# Been Keyed!



## DanDanTHEman (May 19, 2011)

So came out the house this morning and found this greeting me:










So the question is, will multiple layers of touch-up and a wet sand/polish make this look a whole load better?

Do I try and wet sand before I apply any paint?

Don't want to go and get it painted and have it done again before I move.

Thanks in advance.

D


----------



## Hunter (Oct 23, 2010)

Dan mate I feel your pain, sorry I can't give any advice/help with your question, but I will be watching this thread to see if this can be fixed with touchup paint and wet-sanding/ buffing.


----------



## Kriminal (Jan 11, 2007)

Why ? Why bother keying someone's car ? I just don't get it.

If you're confident with wet-sanding, I'd touch it in first, give it PLENTY of time to dry, THEN wet-sand it back to flatten the finish.

Look at it this way - if it fails to work, what have you lost ? (apart from what the ***** done!!)


----------



## dominic84 (Jan 27, 2007)

If you it polish you'll reduce it's appearance by basically rounding off the corners of the scratch. Because it's down to the metal though it's going to need paint to really get rid of it. A decent touchup, sand and polish will be good.

As Kriminal says you haven't got anything to lose, and at least this could be semi-positive that you can try out/learn a new skill.

Stupid idiots that do this kind of thing though, it's pretty pathetic.


----------



## Superspec (Feb 25, 2011)

I'd like to find them and fey their face. B*******.

Get a touch up kit from paint4u and touch it up. Put a thin colour coat on and leave to dry. Bring it just above level with the clear coat that is included. You can wet sand with 2000/4000 grit papers and then polish out. I have just done all of the stone chips on my bonnet using this method and you'd be hard pressed to find any evidence now...

Good luck whichever way you go.


----------



## tmitch45 (Jul 29, 2006)

Dan sorry this has happened to you! I just don't see what people get from doing this! I'd be tempted to have a go at it.

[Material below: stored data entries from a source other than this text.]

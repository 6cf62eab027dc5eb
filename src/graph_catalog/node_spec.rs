//! Declarative node schema.
//!
//! A schema is a list of [`NodeSpec`]s. Each one says which record columns feed a
//! node type and which relationship label links a record to the value found in
//! each column:
//!
//! ```json
//! [
//!   { "node_type": "Name",
//!     "columns": [ { "colname": "forename", "rel_type": "FORNAME" },
//!                  { "colname": "surname",  "rel_type": "SURNAME" } ],
//!     "id_prefix": "Name-" }
//! ]
//! ```
//!
//! `valname`, `id_prefix` and `id_start` are optional. `node_type`, `columns`,
//! `colname` and `rel_type` are required and have no default.
//!
//! Record nodes always carry their value under `value`, and every node shares
//! one file with one header. A `valname` other than `value` therefore makes the
//! graph export fail with `SchemaMismatch` before anything is written.
//!
//! Schema files may also be written in YAML; both are parsed into the same
//! generic [`serde_json::Value`] tree before conversion.

use std::fs;
use std::path::Path;

use log::debug;
use serde_json::{Map, Value};

use super::errors::{GraphExportError, Result};

pub const DEFAULT_VALUE_FIELD: &str = "value";
pub const DEFAULT_ID_PREFIX: &str = "node";
pub const DEFAULT_ID_START: i64 = 0;

/// One source column and the relationship type linking a record to its value.
#[derive(Debug, Clone, PartialEq, Eq)]
pub struct ColumnSpec {
    pub column_name: String,
    pub relationship_label: String,
}

impl ColumnSpec {
    pub fn new(column_name: impl Into<String>, relationship_label: impl Into<String>) -> Self {
        ColumnSpec {
            column_name: column_name.into(),
            relationship_label: relationship_label.into(),
        }
    }

    /// Build from a `{colname, rel_type}` mapping.
    pub fn from_value(obj: &Value) -> Result<Self> {
        let map = as_object(obj, "column spec")?;
        Ok(ColumnSpec::new(
            required_str(map, "colname", "column spec")?,
            required_str(map, "rel_type", "column spec")?,
        ))
    }
}

/// How one node type is derived from the columns of a record set.
#[derive(Debug, Clone, PartialEq, Eq)]
pub struct NodeSpec {
    /// Always upper case; normalized once in [`NodeSpec::new`].
    pub node_type: String,
    pub columns: Vec<ColumnSpec>,
    pub value_field_name: String,
    pub id_prefix: String,
    pub id_start: i64,
}

impl NodeSpec {
    /// Create a spec with default value field, id prefix and id start.
    pub fn new(node_type: &str, columns: Vec<ColumnSpec>) -> Self {
        NodeSpec {
            node_type: node_type.to_uppercase(),
            columns,
            value_field_name: DEFAULT_VALUE_FIELD.to_string(),
            id_prefix: DEFAULT_ID_PREFIX.to_string(),
            id_start: DEFAULT_ID_START,
        }
    }

    pub fn with_value_field(mut self, value_field_name: impl Into<String>) -> Self {
        self.value_field_name = value_field_name.into();
        self
    }

    pub fn with_id_prefix(mut self, id_prefix: impl Into<String>) -> Self {
        self.id_prefix = id_prefix.into();
        self
    }

    pub fn with_id_start(mut self, id_start: i64) -> Self {
        self.id_start = id_start;
        self
    }

    /// Build from a generic nested mapping.
    pub fn from_value(obj: &Value) -> Result<Self> {
        let map = as_object(obj, "node spec")?;
        let node_type = required_str(map, "node_type", "node spec")?;
        let context = format!("node spec `{}`", node_type);

        let columns = match map.get("columns") {
            None => {
                return Err(GraphExportError::missing_field_with_context(
                    "columns", context,
                ))
            }
            Some(Value::Array(items)) => items
                .iter()
                .map(ColumnSpec::from_value)
                .collect::<Result<Vec<_>>>()?,
            Some(other) => {
                return Err(GraphExportError::invalid_config_with_context(
                    format!("`columns` must be a list, got {}", other),
                    context,
                ))
            }
        };

        let mut spec = NodeSpec::new(&node_type, columns);
        if let Some(valname) = optional_str(map, "valname", &context)? {
            spec.value_field_name = valname;
        }
        if let Some(prefix) = optional_str(map, "id_prefix", &context)? {
            spec.id_prefix = prefix;
        }
        match map.get("id_start") {
            None | Some(Value::Null) => {}
            Some(v) => {
                spec.id_start = v.as_i64().ok_or_else(|| {
                    GraphExportError::invalid_config_with_context(
                        format!("`id_start` must be an integer, got {}", v),
                        context.clone(),
                    )
                })?;
            }
        }
        Ok(spec)
    }

    /// Build a schema from a sequence of mappings, preserving order.
    pub fn from_values(objs: &Value) -> Result<Vec<Self>> {
        match objs {
            Value::Array(items) => items.iter().map(NodeSpec::from_value).collect(),
            other => Err(GraphExportError::invalid_config_with_context(
                format!("schema must be a list of node specs, got {}", other),
                "schema root",
            )),
        }
    }

    /// Column names in declaration order.
    pub fn column_names(&self) -> impl Iterator<Item = &str> {
        self.columns.iter().map(|c| c.column_name.as_str())
    }
}

/// Parse schema text as YAML (`yaml == true`) or JSON.
pub fn parse_node_specs(content: &str, yaml: bool) -> Result<Vec<NodeSpec>> {
    let value: Value = if yaml {
        serde_yaml::from_str(content).map_err(|e| GraphExportError::ConfigParseError {
            error: e.to_string(),
        })?
    } else {
        serde_json::from_str(content).map_err(|e| GraphExportError::ConfigParseError {
            error: e.to_string(),
        })?
    };
    NodeSpec::from_values(&value)
}

/// Load a schema file. `.yaml`/`.yml` files are read as YAML, everything else as JSON.
pub fn load_node_specs<P: AsRef<Path>>(path: P) -> Result<Vec<NodeSpec>> {
    let path = path.as_ref();
    let content = fs::read_to_string(path).map_err(|e| GraphExportError::ConfigReadError {
        error: format!("{}: {}", path.display(), e),
    })?;
    let yaml = matches!(
        path.extension().and_then(|e| e.to_str()),
        Some("yaml") | Some("yml")
    );
    let specs = parse_node_specs(&content, yaml)?;
    debug!(
        "Loaded {} node spec(s) from {}",
        specs.len(),
        path.display()
    );
    Ok(specs)
}

fn as_object<'a>(obj: &'a Value, what: &str) -> Result<&'a Map<String, Value>> {
    obj.as_object().ok_or_else(|| {
        GraphExportError::invalid_config_with_context(
            format!("expected a mapping, got {}", obj),
            what.to_string(),
        )
    })
}

fn required_str(map: &Map<String, Value>, key: &str, context: &str) -> Result<String> {
    match map.get(key) {
        None | Some(Value::Null) => Err(GraphExportError::missing_field_with_context(
            key, context,
        )),
        Some(v) => scalar_to_string(v, key, context),
    }
}

fn optional_str(map: &Map<String, Value>, key: &str, context: &str) -> Result<Option<String>> {
    match map.get(key) {
        None | Some(Value::Null) => Ok(None),
        Some(v) => scalar_to_string(v, key, context).map(Some),
    }
}

fn scalar_to_string(v: &Value, key: &str, context: &str) -> Result<String> {
    match v {
        Value::String(s) => Ok(s.clone()),
        Value::Number(n) => Ok(n.to_string()),
        Value::Bool(b) => Ok(b.to_string()),
        other => Err(GraphExportError::invalid_config_with_context(
            format!("`{}` must be a string, got {}", key, other),
            context.to_string(),
        )),
    }
}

Hope all goes well for you!


----------



## Chicane (Mar 31, 2011)

Kriminal said:


> * Why ? Why bother keying someone's car ? I just don't get it.
> *
> If you're confident with wet-sanding, I'd touch it in first, give it PLENTY of time to dry, THEN wet-sand it back to flatten the finish.
> 
> Look at it this way - if it fails to work, what have you lost ? (apart from what the ***** done!!)


Well, you're a kriminal you should understand :lol:

on a serious note, i know exactly how the OP feels. theres some lowlife that has a go at all the cars in our area every so often when he feels like it. only god can help him when we get our hands on him :devil:


----------



## DanDanTHEman (May 19, 2011)

Thanks for the replies.

So would you not use any of the clear coat that you get with the touch up kits from the stealers?

I was thinking couple of base, then couple of clear to replicate the original finish, then wet sand....


----------



## andy monty (Dec 29, 2007)

what i would be tempted to do is

Clean the scratch with IPA (get it clean)

wet sand the immediate area with P2000

touch up the scratch with paint building up the layers slowly

once proud flat back with p3000 or a polisher then leave ever so slightly un refined

degrease again

then mask off the area with feather edge masking tape (or 2" tape torn length ways) and "blow over" with a aerosol clear coat such as Upol allow to harden then polish up to a finish

like this






ultimately its going to cost you a respray on the area so for a few quid you have nothing to loose if you make a mess of it you have lost nothing

The  that did it need to be hung :devil:


----------